Where you think of the people around you, the position you are in, your life generally, the confusions all around you, and the mistakes you made. Look around you no one is against you but you feel the whole world is on your opposition, joy is filled within you yet you feel depression that leads you to mourning, love has been displayed to you yet you feel unloved, and you know you did your best and it was the best but you think of yourself as a failure. I hate this feeling yet it opens a new way for you to be better. We're pruned plants, sculptured clay, moulded metal, and ready to face another level. God uses situations to let his sons and daughters be ready for them not to be surprised with the battles they will face. In the end of the day we have the assurance that we have won. Corruption, disease, death, darkness, and even sin has no power against us. Look ahead and our possession is in our midst. It's not gold or silver, nor pearls or gems. It's our Lord Jesus Christ. For with Him we can attain the ultimate satisfaction. Bonus features? HE got it all, prosperity, sense of humor, romance, genuine, and eternal.

Sunday, August 10, 2014

BossaLove

I was saved from the pit! I rose from the dead, for your voice I heard.

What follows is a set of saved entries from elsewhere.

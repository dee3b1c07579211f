use std::path::PathBuf;

use clap::Parser;
use docscrawl::{CrawlEngine, CrawlerOptions};

/// Crawl a documentation site into a static content/route bundle.
#[derive(Parser)]
#[command(name = "docscrawl", about = "Documentation site crawler")]
struct Cli {
    /// Seed URL to start crawling from
    seed_url: String,

    /// Optional second seed URL, crawled as API reference content
    /// (DocKind::Api) alongside the main seed
    #[arg(long)]
    api_seed_url: Option<String>,

    /// Framework or project identifier, used in route keys and filenames
    #[arg(short, long, default_value = "default")]
    project: String,

    /// Output directory for content, static assets and templates
    #[arg(short, long, default_value = "./out")]
    output_dir: PathBuf,

    /// Ignore any existing checkpoint and start a fresh crawl
    #[arg(long)]
    clean: bool,

    /// Number of concurrent page workers
    #[arg(long, default_value_t = 10)]
    workers: usize,

    /// Sustained requests per second
    #[arg(long, default_value_t = 10.0)]
    rate_limit: f64,

    /// Maximum retry attempts per URL before giving up
    #[arg(long, default_value_t = 3)]
    max_retries: u8,

    /// Disable periodic checkpointing
    #[arg(long)]
    no_checkpoint: bool,

    /// Maximum number of URLs held in the work queue at once
    #[arg(long, default_value_t = 50_000)]
    queue_capacity: usize,
}

#[tokio::main]
async fn main() {
    env_logger::init();
    let cli = Cli::parse();

    let options = CrawlerOptions::builder()
        .seed_url(cli.seed_url)
        .api_seed_url(cli.api_seed_url)
        .project(cli.project)
        .output_dir(cli.output_dir)
        .clean(cli.clean)
        .max_workers(cli.workers)
        .rate_limit_rps(cli.rate_limit)
        .max_retries(cli.max_retries)
        .checkpoint_enabled(!cli.no_checkpoint)
        .queue_capacity(cli.queue_capacity)
        .build();

    let job_id = uuid::Uuid::new_v4().to_string();
    let engine = match CrawlEngine::new(options, job_id) {
        Ok(engine) => engine,
        Err(e) => {
            log::error!("failed to initialize crawl engine: {e}");
            std::process::exit(1);
        }
    };

    match engine.run().await {
        Ok(summary) => {
            log::info!(
                "crawl complete: {} routes, {} static resources, {} failed, {:.1}s",
                summary.total_routes,
                summary.total_static_resources,
                summary.total_failed,
                summary.duration_secs
            );
            std::process::exit(0);
        }
        Err(e) => {
            log::error!("crawl did not complete: {e}");
            std::process::exit(1);
        }
    }
}
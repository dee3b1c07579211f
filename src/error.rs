//! Crate-wide error taxonomy and retry classification.

use thiserror::Error;

/// Error surfaced at the crate boundary.
///
/// Internal propagation mostly flows through `anyhow::Result`; this enum is
/// the small set of dispositions the queue, checkpointer and engine actually
/// branch on.
#[derive(Debug, Error)]
pub enum CrawlError {
    #[error("transport error: {0}")]
    Transport(String),

    #[error("http {status}: {url}")]
    Http { status: u16, url: String },

    #[error("rate limited: {0}")]
    RateLimited(String),

    #[error("parse failure: {0}")]
    Parse(String),

    #[error("filesystem error: {0}")]
    Filesystem(String),

    #[error("queue is full, dropped: {0}")]
    QueueFull(String),

    #[error("checkpoint error: {0}")]
    Checkpoint(String),

    #[error("invalid configuration: {0}")]
    Config(String),

    #[error("cancelled")]
    Cancelled,
}

impl From<anyhow::Error> for CrawlError {
    fn from(e: anyhow::Error) -> Self {
        CrawlError::Transport(e.to_string())
    }
}

pub type CrawlResult<T> = Result<T, CrawlError>;

/// Retry disposition for a failed fetch/process attempt.
///
/// Mirrors the table in the error handling design: transport errors and 5xx
/// are retryable, 4xx (other than 429, which the fetcher handles inline and
/// never surfaces here) are not.
#[derive(Debug, Clone, Copy, PartialEq, Eq)]
pub enum FailureKind {
    Transport,
    Http5xx,
    Http4xx,
    Parse,
    Filesystem,
    Unknown,
}

impl FailureKind {
    #[must_use]
    pub fn classify(error: &CrawlError) -> Self {
        match error {
            CrawlError::Transport(_) => FailureKind::Transport,
            CrawlError::Http { status, .. } if *status >= 500 => FailureKind::Http5xx,
            CrawlError::Http { .. } => FailureKind::Http4xx,
            CrawlError::Parse(_) => FailureKind::Parse,
            CrawlError::Filesystem(_) => FailureKind::Filesystem,
            _ => FailureKind::Unknown,
        }
    }

    #[must_use]
    pub const fn is_retryable(self) -> bool {
        matches!(
            self,
            FailureKind::Transport | FailureKind::Http5xx | FailureKind::Unknown
        )
    }
}

#[cfg(test)]
mod tests {
    use super::*;

    #[test]
    fn http_5xx_is_retryable() {
        let err = CrawlError::Http {
            status: 503,
            url: "https://example.com".into(),
        };
        let kind = FailureKind::classify(&err);
        assert_eq!(kind, FailureKind::Http5xx);
        assert!(kind.is_retryable());
    }

    #[test]
    fn http_4xx_is_not_retryable() {
        let err = CrawlError::Http {
            status: 404,
            url: "https://example.com".into(),
        };
        let kind = FailureKind::classify(&err);
        assert_eq!(kind, FailureKind::Http4xx);
        assert!(!kind.is_retryable());
    }
}
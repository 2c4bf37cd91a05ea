use url::Url;

use crate::error::{Result, YtcefrError};

const MAX_VIDEO_ID_LEN: usize = 128;

/// Extract the video id from a watch URL, a youtu.be short link, or a bare id
pub fn extract_video_id(input: &str) -> Result<String> {
    let input = input.trim();
    let invalid = || YtcefrError::InvalidVideoUrl {
        url: input.to_string(),
    };

    let raw_id = match Url::parse(input) {
        Ok(url) if url.host_str() == Some("youtu.be") => url
            .path_segments()
            .and_then(|mut segments| segments.next())
            .map(str::to_string),
        Ok(url) => url
            .query_pairs()
            .find(|(key, _)| key == "v")
            .map(|(_, value)| value.into_owned()),
        Err(_) => Some(input.to_string()),
    };

    raw_id
        .as_deref()
        .and_then(sanitize_video_id)
        .ok_or_else(invalid)
}

/// Only ASCII alphanumerics, `-` and `_` are safe for paths and API calls.
pub fn sanitize_video_id(raw: &str) -> Option<String> {
    let trimmed = raw.trim();
    let valid = !trimmed.is_empty()
        && trimmed.len() <= MAX_VIDEO_ID_LEN
        && trimmed
            .chars()
            .all(|c| c.is_ascii_alphanumeric() || matches!(c, '-' | '_'));

    valid.then(|| trimmed.to_string())
}
//! Per-video run: START → CAPTIONED → ANALYZED → RENDERED → DONE.
//!
//! Each stage decides for itself whether a failure degrades the run or ends
//! it. Only the render exchange and an unusable URL propagate errors; every
//! other failure is logged and replaced by an empty value.

use chrono::Utc;
use tracing::{error, info, warn};

use crate::{
    cache::{ArtifactPaths, load_plain_transcript, load_timestamped_log, save_captions},
    captions::CaptionSource,
    chat::{ChatClient, ChatMessage},
    config::Config,
    duration::duration_from_log,
    error::Result,
    extract::extract_analysis,
    metadata::fetch_video_info,
    prompt::{
        ANALYSIS_SYSTEM_PROMPT, RENDER_SYSTEM_PROMPT, build_analysis_prompt, build_render_prompt,
    },
    segment::segment_captions,
    types::{Analysis, DurationMinutes, VideoInfo},
    video_id::extract_video_id,
};

const ANALYSIS_TEMPERATURE: f32 = 0.2;
const RENDER_TEMPERATURE: f32 = 0.3;

#[derive(Debug, Clone, Copy, PartialEq, Eq)]
pub enum Stage {
    Start,
    Captioned,
    Analyzed,
    Rendered,
    Done,
}

#[derive(Debug, Clone, Copy, PartialEq, Eq)]
pub enum CaptionOutcome {
    /// Both text artifacts were already on disk; nothing was fetched
    Cached,
    Fetched { entries: usize, sentences: usize },
}

#[derive(Debug)]
pub struct RunReport {
    pub video_id: String,
    /// `None` when fetching or persisting captions failed
    pub captions: Option<CaptionOutcome>,
    pub info: Option<VideoInfo>,
    pub analysis: Analysis,
    pub rendered: String,
}

pub struct Pipeline<'a> {
    config: &'a Config,
    captions: &'a dyn CaptionSource,
    http: reqwest::Client,
    chat: ChatClient,
}

impl<'a> Pipeline<'a> {
    pub fn new(config: &'a Config, captions: &'a dyn CaptionSource) -> Self {
        let http = reqwest::Client::new();
        Self {
            config,
            captions,
            chat: ChatClient::new(http.clone()),
            http,
        }
    }

    pub fn paths(&self, video_id: &str) -> ArtifactPaths {
        ArtifactPaths::new(&self.config.videos_dir, video_id)
    }

    /// Fetch, segment and persist captions unless both text artifacts already exist
    pub async fn caption(&self, paths: &ArtifactPaths) -> Result<CaptionOutcome> {
        tokio::fs::create_dir_all(&paths.dir).await?;

        if paths.captions_cached() {
            info!("Caption artifacts already exist for {}, skipping fetch", paths.video_id);
            return Ok(CaptionOutcome::Cached);
        }

        let entries = self.captions.fetch(&paths.video_id).await?;
        let segmented = segment_captions(&entries);
        save_captions(paths, &segmented).await?;

        info!(
            "Saved {} sentences from {} caption entries to {}",
            segmented.sentences.len(),
            entries.len(),
            paths.dir.display()
        );

        Ok(CaptionOutcome::Fetched {
            entries: entries.len(),
            sentences: segmented.sentences.len(),
        })
    }

    /// Duration from the persisted timestamped transcript, `UNKNOWN` on any failure
    pub async fn duration(&self, paths: &ArtifactPaths) -> DurationMinutes {
        let parsed = match load_timestamped_log(paths).await {
            Ok(log) => duration_from_log(&log),
            Err(e) => Err(e),
        };

        parsed.unwrap_or_else(|e| {
            error!("Could not determine duration: {}", e);
            DurationMinutes::UNKNOWN
        })
    }

    /// Metadata lookup; failures degrade to `None`
    pub async fn video_info(&self, video_id: &str) -> Option<VideoInfo> {
        match fetch_video_info(&self.http, self.config, video_id).await {
            Ok(info) => Some(info),
            Err(e) => {
                error!("Could not fetch video info: {}", e);
                None
            }
        }
    }

    /// Structured analysis; every failure ends in `Analysis::Absent`
    pub async fn analyze(&self, paths: &ArtifactPaths) -> Analysis {
        let text = load_plain_transcript(paths).await.unwrap_or_else(|e| {
            error!("Could not read transcript: {}", e);
            String::new()
        });
        let duration = self.duration(paths).await;

        if text.is_empty() || duration.is_unknown() {
            warn!("Skipping analysis, transcript or duration missing");
            return Analysis::absent("transcript or duration missing");
        }

        info!("Analyzing with {}", self.config.provider.name());
        let prompt = build_analysis_prompt(&text, duration, &self.config.report_lang);
        let messages = [
            ChatMessage::system(ANALYSIS_SYSTEM_PROMPT),
            ChatMessage::user(prompt),
        ];

        match self
            .chat
            .complete(self.config, &messages, ANALYSIS_TEMPERATURE)
            .await
        {
            Ok(reply) => extract_analysis(&reply),
            Err(e) => {
                error!("Analysis request failed: {}", e);
                Analysis::absent(e.to_string())
            }
        }
    }

    /// Free-text render. Unlike analysis, failures here propagate.
    pub async fn render(&self, info: Option<&VideoInfo>, analysis: &Analysis) -> Result<String> {
        info!("Rendering with {}", self.config.provider.name());
        let prompt = build_render_prompt(info, analysis, &self.config.report_lang, Utc::now());
        let messages = [
            ChatMessage::system(RENDER_SYSTEM_PROMPT),
            ChatMessage::user(prompt),
        ];

        self.chat
            .complete(self.config, &messages, RENDER_TEMPERATURE)
            .await
    }

    /// Run every stage for one video URL, reporting each state as it is entered
    pub async fn run<F>(&self, url: &str, mut on_stage: F) -> Result<RunReport>
    where
        F: FnMut(Stage),
    {
        let video_id = extract_video_id(url)?;
        let paths = self.paths(&video_id);
        info!("Analyzing video: {}", url);
        on_stage(Stage::Start);

        let captions = match self.caption(&paths).await {
            Ok(outcome) => Some(outcome),
            Err(e) => {
                error!("Captions unavailable: {}", e);
                None
            }
        };
        on_stage(Stage::Captioned);

        let info = self.video_info(&video_id).await;
        let analysis = self.analyze(&paths).await;
        log_results(info.as_ref(), &analysis);
        on_stage(Stage::Analyzed);

        let rendered = self.render(info.as_ref(), &analysis).await?;
        on_stage(Stage::Rendered);

        on_stage(Stage::Done);
        Ok(RunReport {
            video_id,
            captions,
            info,
            analysis,
            rendered,
        })
    }
}

fn log_results(info: Option<&VideoInfo>, analysis: &Analysis) {
    let pretty = |value: serde_json::Result<String>| value.unwrap_or_default();

    match info {
        Some(info) => info!("Info Result: {}", pretty(serde_json::to_string_pretty(info))),
        None => info!("Info Result: {{}}"),
    }
    match analysis {
        Analysis::Present(record) => {
            info!("Analyze Result: {}", pretty(serde_json::to_string_pretty(record)))
        }
        Analysis::Absent { reason } => info!("Analyze Result: absent ({})", reason),
    }
}
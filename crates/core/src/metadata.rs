use serde::Deserialize;
use tracing::debug;

use crate::{
    config::Config,
    error::{Result, YtcefrError},
    format::watch_url,
    types::VideoInfo,
};

const SERVICE: &str = "YouTube Data API";

#[derive(Debug, Deserialize)]
struct VideoListResponse {
    #[serde(default)]
    items: Vec<VideoItem>,
}

#[derive(Debug, Deserialize)]
struct VideoItem {
    snippet: Snippet,
    #[serde(default)]
    statistics: Statistics,
}

#[derive(Debug, Deserialize)]
#[serde(rename_all = "camelCase")]
struct Snippet {
    #[serde(default)]
    title: String,
    #[serde(default)]
    published_at: String,
    #[serde(default)]
    channel_title: String,
}

/// Counts arrive as decimal strings
#[derive(Debug, Default, Deserialize)]
#[serde(rename_all = "camelCase")]
struct Statistics {
    view_count: Option<String>,
    like_count: Option<String>,
    comment_count: Option<String>,
}

fn count(value: Option<&String>) -> u64 {
    value.and_then(|v| v.parse().ok()).unwrap_or(0)
}

/// Look up title, channel, publish time and counts for a video
pub async fn fetch_video_info(
    client: &reqwest::Client,
    config: &Config,
    video_id: &str,
) -> Result<VideoInfo> {
    let api_key = config.youtube_api_key()?;

    let response = client
        .get(&config.metadata_url)
        .query(&[
            ("id", video_id),
            ("part", "snippet,statistics"),
            ("key", api_key),
        ])
        .send()
        .await?;

    let status = response.status();
    if !status.is_success() {
        return Err(YtcefrError::Upstream {
            service: SERVICE.to_string(),
            status: status.as_u16(),
            body: response.text().await.unwrap_or_default(),
        });
    }

    let list: VideoListResponse = response.json().await?;
    let Some(item) = list.items.into_iter().next() else {
        return Err(YtcefrError::Upstream {
            service: SERVICE.to_string(),
            status: status.as_u16(),
            body: format!("no video data for {video_id}"),
        });
    };

    let info = VideoInfo {
        video_id: video_id.to_string(),
        url: watch_url(video_id),
        title: item.snippet.title,
        published_at: item.snippet.published_at,
        channel_title: item.snippet.channel_title,
        view_count: count(item.statistics.view_count.as_ref()),
        like_count: count(item.statistics.like_count.as_ref()),
        comment_count: count(item.statistics.comment_count.as_ref()),
    };

    debug!("Fetched video info: {:?}", info);
    Ok(info)
}
use crate::error::YtcefrError;

/// Chat-completions backends. Both speak the same wire protocol.
#[derive(Clone, Copy, Debug, Default, PartialEq, Eq)]
pub enum Provider {
    #[default]
    Deepseek,
    Openai,
}

pub struct ProviderConfig {
    pub api_url: &'static str,
    pub model: &'static str,
    pub env_var: &'static str,
}

impl Provider {
    /// Parse the `LLM_PROVIDER` value. Anything other than `deepseek` selects OpenAI.
    pub fn from_setting(value: &str) -> Self {
        match value.trim().to_ascii_lowercase().as_str() {
            "deepseek" => Provider::Deepseek,
            _ => Provider::Openai,
        }
    }

    pub fn config(&self) -> ProviderConfig {
        match self {
            Provider::Deepseek => ProviderConfig {
                api_url: "https://api.deepseek.com/v1/chat/completions",
                model: "deepseek-chat",
                env_var: "DEEPSEEK_API_KEY",
            },
            Provider::Openai => ProviderConfig {
                api_url: "https://api.openai.com/v1/chat/completions",
                model: "gpt-4o",
                env_var: "OPENAI_API_KEY",
            },
        }
    }

    pub fn name(&self) -> &'static str {
        match self {
            Provider::Deepseek => "DeepSeek",
            Provider::Openai => "OpenAI",
        }
    }

    /// Missing credential for this provider
    pub fn missing_key(&self) -> YtcefrError {
        YtcefrError::MissingCredential {
            env_var: self.config().env_var.to_string(),
        }
    }
}

#[cfg(test)]
mod tests {
    use super::*;

    #[test]
    fn unknown_setting_falls_back_to_openai() {
        assert_eq!(Provider::from_setting("DeepSeek"), Provider::Deepseek);
        assert_eq!(Provider::from_setting("openai"), Provider::Openai);
        assert_eq!(Provider::from_setting("claude"), Provider::Openai);
    }

    #[test]
    fn each_provider_has_its_own_key() {
        assert_eq!(Provider::Deepseek.config().env_var, "DEEPSEEK_API_KEY");
        assert_eq!(Provider::Openai.config().env_var, "OPENAI_API_KEY");
    }
}
//! Ytcefr Core Library
//!
//! Turns YouTube captions into sentence transcripts and subtitles, then asks an
//! LLM backend to grade the language level of the video.

pub mod cache;
pub mod captions;
pub mod chat;
pub mod config;
pub mod duration;
pub mod error;
pub mod extract;
pub mod format;
pub mod metadata;
pub mod pipeline;
pub mod prompt;
pub mod provider;
pub mod segment;
pub mod types;
pub mod video_id;

// Re-export commonly used items at crate root
pub use cache::ArtifactPaths;
pub use captions::{CaptionSource, YoutubeCaptions};
pub use config::Config;
pub use error::{Result, YtcefrError};
pub use extract::extract_analysis;
pub use pipeline::{CaptionOutcome, Pipeline, RunReport, Stage};
pub use provider::Provider;
pub use segment::segment_captions;
pub use types::{
    Analysis, AnalysisRecord, CaptionEntry, CefrLevel, Cue, DurationMinutes, SegmentedCaptions,
    VideoInfo,
};
pub use video_id::extract_video_id;
use async_trait::async_trait;
use tracing::debug;
use yt_transcript_rs::api::YouTubeTranscriptApi;

use crate::{
    error::{Result, YtcefrError},
    types::CaptionEntry,
};

/// Anything that can deliver the ordered caption stream for a video
#[async_trait]
pub trait CaptionSource: Send + Sync {
    async fn fetch(&self, video_id: &str) -> Result<Vec<CaptionEntry>>;
}

/// English captions from YouTube
pub struct YoutubeCaptions {
    api: YouTubeTranscriptApi,
    languages: Vec<String>,
}

impl YoutubeCaptions {
    pub fn new() -> Result<Self> {
        let api = YouTubeTranscriptApi::new(None, None, None).map_err(|e| {
            YtcefrError::CaptionFetch {
                video_id: String::new(),
                reason: format!("could not initialise transcript client: {e}"),
            }
        })?;

        Ok(Self {
            api,
            languages: vec!["en".to_string()],
        })
    }
}

#[async_trait]
impl CaptionSource for YoutubeCaptions {
    async fn fetch(&self, video_id: &str) -> Result<Vec<CaptionEntry>> {
        let languages: Vec<&str> = self.languages.iter().map(String::as_str).collect();

        let transcript = self
            .api
            .fetch_transcript(video_id, &languages, false)
            .await
            .map_err(|e| YtcefrError::CaptionFetch {
                video_id: video_id.to_string(),
                reason: e.to_string(),
            })?;

        debug!(
            "Fetched {} caption entries for {}",
            transcript.snippets.len(),
            video_id
        );

        Ok(transcript
            .snippets
            .into_iter()
            .map(|snippet| CaptionEntry::new(snippet.start, snippet.duration, snippet.text))
            .collect())
    }
}
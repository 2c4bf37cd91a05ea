use serde::{Deserialize, Serialize};
use tracing::debug;

use crate::{
    config::Config,
    error::{Result, YtcefrError},
};

#[derive(Debug, Clone, Copy, PartialEq, Eq, Serialize)]
#[serde(rename_all = "lowercase")]
pub enum Role {
    System,
    User,
}

#[derive(Debug, Clone, Serialize)]
pub struct ChatMessage {
    pub role: Role,
    pub content: String,
}

impl ChatMessage {
    pub fn system(content: impl Into<String>) -> Self {
        Self {
            role: Role::System,
            content: content.into(),
        }
    }

    pub fn user(content: impl Into<String>) -> Self {
        Self {
            role: Role::User,
            content: content.into(),
        }
    }
}

#[derive(Serialize)]
struct ChatRequest<'a> {
    model: &'a str,
    messages: &'a [ChatMessage],
    temperature: f32,
}

#[derive(Deserialize)]
struct ChatResponse {
    choices: Vec<Choice>,
}

#[derive(Deserialize)]
struct Choice {
    message: ReplyMessage,
}

#[derive(Deserialize)]
struct ReplyMessage {
    #[serde(default)]
    content: Option<String>,
}

/// One chat-completions exchange against the configured backend
#[derive(Clone, Default)]
pub struct ChatClient {
    http: reqwest::Client,
}

impl ChatClient {
    pub fn new(http: reqwest::Client) -> Self {
        Self { http }
    }

    /// Send the messages and return the assistant's reply text, trimmed
    pub async fn complete(
        &self,
        config: &Config,
        messages: &[ChatMessage],
        temperature: f32,
    ) -> Result<String> {
        let provider = config.provider;
        let api_key = config.llm_api_key()?;

        debug!("Sending {} messages to {}", messages.len(), provider.name());

        let response = self
            .http
            .post(config.llm_url())
            .bearer_auth(api_key)
            .json(&ChatRequest {
                model: provider.config().model,
                messages,
                temperature,
            })
            .send()
            .await?;

        let status = response.status();
        if !status.is_success() {
            return Err(YtcefrError::Upstream {
                service: provider.name().to_string(),
                status: status.as_u16(),
                body: response.text().await.unwrap_or_default(),
            });
        }

        let reply: ChatResponse = response.json().await?;
        reply
            .choices
            .into_iter()
            .next()
            .and_then(|choice| choice.message.content)
            .map(|content| content.trim().to_string())
            .ok_or_else(|| YtcefrError::Upstream {
                service: provider.name().to_string(),
                status: status.as_u16(),
                body: "reply carried no assistant message".to_string(),
            })
    }
}
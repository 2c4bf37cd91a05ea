use chrono::{DateTime, Utc};
use chrono_humanize::HumanTime;

use crate::types::{CaptionEntry, Cue};

/// Format seconds as HH:MM:SS.mmm (subtitle timestamp)
pub fn format_timestamp(seconds: f64) -> String {
    let total_millis = (seconds.max(0.0) * 1000.0).round() as u64;
    let hours = total_millis / 3_600_000;
    let minutes = (total_millis % 3_600_000) / 60_000;
    let secs = (total_millis % 60_000) / 1_000;
    let millis = total_millis % 1_000;
    format!("{hours:02}:{minutes:02}:{secs:02}.{millis:03}")
}

/// Format one caption entry as a timestamped transcript line
pub fn format_log_line(entry: &CaptionEntry) -> String {
    // one line per entry, even when the caption text spans several
    format!("{:.2}s: {}", entry.start, entry.text.replace('\n', " "))
}

/// Render a subtitle track as a WebVTT document
pub fn format_subtitles(cues: &[Cue]) -> String {
    let mut output = String::from("WEBVTT\n\n");
    for cue in cues {
        output.push_str(&format!(
            "{} --> {}\n{}\n\n",
            format_timestamp(cue.start),
            format_timestamp(cue.end),
            cue.text
        ));
    }
    output
}

pub fn watch_url(video_id: &str) -> String {
    format!("https://www.youtube.com/watch?v={video_id}")
}

/// Shell script that plays the video with the downloaded subtitles
pub fn format_play_script(video_id: &str, subtitle_file: &str) -> String {
    format!(
        "#!/bin/bash\nmpv \"{}\" --sub-file=\"{}\"\n",
        watch_url(video_id),
        subtitle_file
    )
}

/// Human-friendly relative time ("3 days ago"). Unparseable input is returned as-is.
pub fn format_time_ago(published_at: &str, now: DateTime<Utc>) -> String {
    match DateTime::parse_from_rfc3339(published_at) {
        Ok(published) => HumanTime::from(published.with_timezone(&Utc) - now).to_string(),
        Err(_) => published_at.to_string(),
    }
}
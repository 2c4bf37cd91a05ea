use chrono::{DateTime, Utc};
use serde_json::json;

use crate::{
    format::format_time_ago,
    types::{Analysis, DurationMinutes, VideoInfo},
};

pub const ANALYSIS_SYSTEM_PROMPT: &str = "You are a language-learning assistant focused on judging the CEFR level of English material.";

pub const RENDER_SYSTEM_PROMPT: &str = "You are a language-learning assistant. Render the response from the given template and video data.";

/// Build the structured-analysis prompt. Pure and deterministic.
pub fn build_analysis_prompt(text: &str, duration: DurationMinutes, lang: &str) -> String {
    format!(
        r#"You are an English language level expert.

Please analyze the following English transcript from a YouTube vlog and return a JSON result with exactly these 7 fields:

{{
    "category": "the kind of video judged from the transcript (vlog / interview / documentary / etc.)",
    "keywords": ["exactly 5 English keywords, used later for keyword search"],
    "summary": "a summary written in {lang} so readers quickly grasp what the video is about",
    "duration": <video length in minutes, one decimal place>,
    "kPM": <integer words per minute, computed from duration and transcript>,
    "CEFR": "the CEFR level of the language: one of A1 / A2 / B1 / B2 / C1 / C2",
    "justification": "an explanation written in {lang} of why the video belongs to that CEFR level"
}}

Output ONLY the JSON object, nothing else.

Transcript duration: {duration} minutes

Transcript:
{text}"#
    )
}

/// Build the free-text render prompt from whatever metadata and analysis survived.
pub fn build_render_prompt(
    info: Option<&VideoInfo>,
    analysis: &Analysis,
    lang: &str,
    now: DateTime<Utc>,
) -> String {
    let record = analysis.record();
    let input = json!({
        "title": info.map(|i| i.title.as_str()),
        "channel_title": info.map(|i| i.channel_title.as_str()),
        "published_at": info.map(|i| format_time_ago(&i.published_at, now)),
        "view_count": info.map(|i| i.view_count),
        "like_count": info.map(|i| i.like_count),
        "comment_count": info.map(|i| i.comment_count),
        "duration_minutes": record.map(|r| r.duration).unwrap_or(0.0),
        "category": record.map(|r| r.category.as_str()),
        "keywords": record.map(|r| r.keywords.clone()).unwrap_or_default(),
        "summary": record.map(|r| r.summary.as_str()).unwrap_or_default(),
        "kPM": record.map(|r| r.kpm),
        "CEFR": record.map(|r| r.cefr.to_string()),
    });
    let input = serde_json::to_string_pretty(&input).unwrap_or_else(|_| input.to_string());

    format!(
        r#"Render the following video information JSON for terminal display using exactly this fixed template. Write the added commentary in {lang}.

Title: {{title}}
Summary: {{summary}}
Author: {{channel_title}}
Published: {{published_at}}
Views: {{view_count}} | 👍 {{like_count}} | 💬 {{comment_count}}
Duration: {{duration_minutes}} minutes
Category: {{category}}
Keywords: {{keywords}} (comma separated)
Speech rate: {{kPM}} WPM (add whether the pace is moderate)
Level: {{CEFR}} (add which learners it suits)

Follow the template strictly. Do not add explanations or Markdown code blocks. Fields that are null or empty should be shown as unknown.
Video information JSON:
{input}"#
    )
}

How wonderful for I have already met you, the from the songs I listen to. How I longed for me to see you, and now you're just inches away. This is the first time I have experienced this, blushing red as a tomato. Your personality is a charm, it sets a light from my eyes. How lovely, words cannot explain. She knows my name, called me, and she was so glad to me. I hugged her, and it was a moment to treasure. It wasn't romance I felt, it was a sense of adornment on how she sings her songs with loveliness, gentleness, and with care like how you treat other people. Thank you Sitti Navarro. I'm glad that I had a chance to see you, but I'm looking forward to see you again. Somewhat a time where we're not in a hurry, and a cup of tea for you and me is on the table (if you don't like tea then coffee for you). Sharing stories, sharing diferrent songs, singing, and having a great time knowing each other. Too much for me to ask, but it's my heart speaking.